• **Data for review**
use std::time::Duration;

/// Health-check loop tunables.
#[derive(Debug, Clone, Copy, PartialEq, Eq)]
pub struct RegistryConfig {
    /// Time between health-check cycles.
    pub health_check_interval: Duration,
    /// A record with no heartbeat for longer than this is unhealthy without probing.
    pub heartbeat_timeout: Duration,
    /// Upper bound on one health probe.
    pub probe_timeout: Duration,
}

impl Default for RegistryConfig {
    fn default() -> Self {
        Self {
            health_check_interval: Duration::from_secs(30),
            heartbeat_timeout: Duration::from_secs(60),
            probe_timeout: Duration::from_secs(5),
        }
    }
}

• **Activity**
Give back each line above precisely as it stands.

• **Result of the exercise**
use std::time::Duration;

/// Health-check loop tunables.
#[derive(Debug, Clone, Copy, PartialEq, Eq)]
pub struct RegistryConfig {
    /// Time between health-check cycles.
    pub health_check_interval: Duration,
    /// A record with no heartbeat for longer than this is unhealthy without probing.
    pub heartbeat_timeout: Duration,
    /// Upper bound on one health probe.
    pub probe_timeout: Duration,
}

impl Default for RegistryConfig {
    fn default() -> Self {
        Self {
            health_check_interval: Duration::from_secs(30),
            heartbeat_timeout: Duration::from_secs(60),
            probe_timeout: Duration::from_secs(5),
        }
    }
}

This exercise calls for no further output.